*EXERCISE GOAL*:
Copy every line from the records below that carries the word "return".

(Saved data entries)
·····
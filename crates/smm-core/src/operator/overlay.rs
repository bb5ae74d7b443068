// SPDX-License-Identifier: Apache-2.0
// © James Ross Ω FLYING•ROBOTS <https://github.com/flyingrobots>
//! Overlay helpers shared by the operators: an R-tree over feature bounding
//! boxes for candidate lookup, and the polygon/line clipping primitives.

use geo::{
    Area, BooleanOps, BoundingRect, ConvexHull, CoordsIter, Geometry, Intersects, LineString,
    MultiLineString, MultiPoint, MultiPolygon, Point, Polygon,
};
use rstar::{RTree, RTreeObject, AABB};
use smm_table::Table;

/// Bounding box of one table row.
#[derive(Debug, Clone, Copy)]
struct RowBounds {
    fid: usize,
    envelope: AABB<[f64; 2]>,
}

impl RTreeObject for RowBounds {
    type Envelope = AABB<[f64; 2]>;

    fn envelope(&self) -> Self::Envelope {
        self.envelope
    }
}

fn envelope_of(geometry: &Geometry<f64>) -> Option<AABB<[f64; 2]>> {
    geometry
        .bounding_rect()
        .map(|r| AABB::from_corners([r.min().x, r.min().y], [r.max().x, r.max().y]))
}

/// Spatial index over the rows of a table.
pub(crate) struct FeatureIndex {
    tree: RTree<RowBounds>,
}

impl FeatureIndex {
    pub(crate) fn build(table: &Table) -> Self {
        let rows = table
            .iter()
            .enumerate()
            .filter_map(|(fid, f)| {
                let envelope = envelope_of(f.geometry.as_ref()?)?;
                Some(RowBounds { fid, envelope })
            })
            .collect();
        Self {
            tree: RTree::bulk_load(rows),
        }
    }

    /// Row indices whose bounding box touches that of `geometry`, ascending.
    pub(crate) fn candidates(&self, geometry: &Geometry<f64>) -> Vec<usize> {
        let Some(envelope) = envelope_of(geometry) else {
            return Vec::new();
        };
        let mut fids: Vec<usize> = self
            .tree
            .locate_in_envelope_intersecting(&envelope)
            .map(|row| row.fid)
            .collect();
        fids.sort_unstable();
        fids
    }
}

/// Areal part of `geometry`, if it has one.
pub(crate) fn polygonal(geometry: &Geometry<f64>) -> Option<MultiPolygon<f64>> {
    match geometry {
        Geometry::Polygon(p) => Some(MultiPolygon::new(vec![p.clone()])),
        Geometry::MultiPolygon(mp) => Some(mp.clone()),
        Geometry::Rect(r) => Some(MultiPolygon::new(vec![r.to_polygon()])),
        Geometry::Triangle(t) => Some(MultiPolygon::new(vec![t.to_polygon()])),
        Geometry::GeometryCollection(gc) => {
            let parts: Vec<Polygon<f64>> = gc.iter().filter_map(polygonal).flat_map(|mp| mp.0).collect();
            (!parts.is_empty()).then(|| MultiPolygon::new(parts))
        }
        _ => None,
    }
}

/// Area shared by two geometries; zero unless both are areal.
pub(crate) fn intersection_area(a: &Geometry<f64>, b: &Geometry<f64>) -> f64 {
    match (polygonal(a), polygonal(b)) {
        (Some(a), Some(b)) => a.intersection(&b).unsigned_area(),
        _ => 0.0,
    }
}

/// Convex hull of every coordinate in `table`.
pub(crate) fn convex_hull(table: &Table) -> Option<Polygon<f64>> {
    let points: Vec<Point<f64>> = table
        .iter()
        .filter_map(|f| f.geometry.as_ref())
        .flat_map(|g| g.coords_iter())
        .map(Point::from)
        .collect();
    (!points.is_empty()).then(|| MultiPoint::new(points).convex_hull())
}

/// Part of `geometry` inside `cell`: polygon clip, line clip or the points
/// themselves. `None` when nothing is left.
pub(crate) fn clip(geometry: &Geometry<f64>, cell: &Polygon<f64>) -> Option<Geometry<f64>> {
    let area = MultiPolygon::new(vec![cell.clone()]);
    if let Some(shape) = polygonal(geometry) {
        let piece = area.intersection(&shape);
        return (!piece.0.is_empty() && piece.unsigned_area() > 0.0).then(|| piece.into());
    }
    let lines = match geometry {
        Geometry::Line(l) => Some(MultiLineString::new(vec![LineString::from(*l)])),
        Geometry::LineString(ls) => Some(MultiLineString::new(vec![ls.clone()])),
        Geometry::MultiLineString(mls) => Some(mls.clone()),
        _ => None,
    };
    if let Some(lines) = lines {
        let piece = area.clip(&lines, false);
        return (!piece.0.is_empty()).then(|| piece.into());
    }
    match geometry {
        Geometry::Point(p) => cell.intersects(p).then(|| Geometry::Point(*p)),
        Geometry::MultiPoint(mp) => {
            let inside: Vec<Point<f64>> = mp.iter().filter(|p| cell.intersects(*p)).copied().collect();
            (!inside.is_empty()).then(|| MultiPoint::new(inside).into())
        }
        _ => None,
    }
}

#[cfg(test)]
#[allow(clippy::unwrap_used)]
mod tests {
    use super::*;
    use geo::{line_string, point, polygon, Rect};
    use smm_table::Feature;

    fn square(x: f64, y: f64, size: f64) -> Polygon<f64> {
        Rect::new((x, y), (x + size, y + size)).to_polygon()
    }

    #[test]
    fn candidates_come_back_sorted() {
        let table: Table = (0..5)
            .rev()
            .map(|i| Feature::new(square(f64::from(i), 0.0, 1.0)))
            .collect();
        let index = FeatureIndex::build(&table);
        let probe: Geometry<f64> = square(1.5, 0.25, 1.0).into();
        // rows are reversed: x=1 is fid 3, x=2 is fid 2
        assert_eq!(index.candidates(&probe), vec![2, 3]);
    }

    #[test]
    fn intersection_area_ignores_non_areal_inputs() {
        let a: Geometry<f64> = square(0.0, 0.0, 2.0).into();
        let b: Geometry<f64> = square(1.0, 1.0, 2.0).into();
        assert!((intersection_area(&a, &b) - 1.0).abs() < 1e-12);
        let p: Geometry<f64> = point!(x: 1.0, y: 1.0).into();
        assert!(intersection_area(&a, &p).abs() < f64::EPSILON);
    }

    #[test]
    fn hull_spans_all_rows() {
        let table: Table = vec![
            Feature::new(point!(x: 0.0, y: 0.0)),
            Feature::new(point!(x: 4.0, y: 0.0)),
            Feature::new(polygon![(x: 0.0, y: 4.0), (x: 1.0, y: 4.0), (x: 1.0, y: 3.0)]),
        ]
        .into_iter()
        .collect();
        let hull = convex_hull(&table).unwrap();
        assert!(hull.unsigned_area() > 7.0);
        assert!(convex_hull(&Table::empty()).is_none());
    }

    #[test]
    fn clip_handles_each_dimension() {
        let cell = square(0.0, 0.0, 1.0);
        let poly: Geometry<f64> = square(0.5, 0.5, 1.0).into();
        let piece = clip(&poly, &cell).unwrap();
        assert!((piece.unsigned_area() - 0.25).abs() < 1e-12);

        let line: Geometry<f64> = line_string![(x: -1.0, y: 0.5), (x: 2.0, y: 0.5)].into();
        assert!(matches!(clip(&line, &cell), Some(Geometry::MultiLineString(_))));

        let outside: Geometry<f64> = point!(x: 3.0, y: 3.0).into();
        assert!(clip(&outside, &cell).is_none());
    }
}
·····
*SOLVED PROBLEM*:
            return Vec::new();
        return (!piece.0.is_empty() && piece.unsigned_area() > 0.0).then(|| piece.into());
        return (!piece.0.is_empty()).then(|| piece.into());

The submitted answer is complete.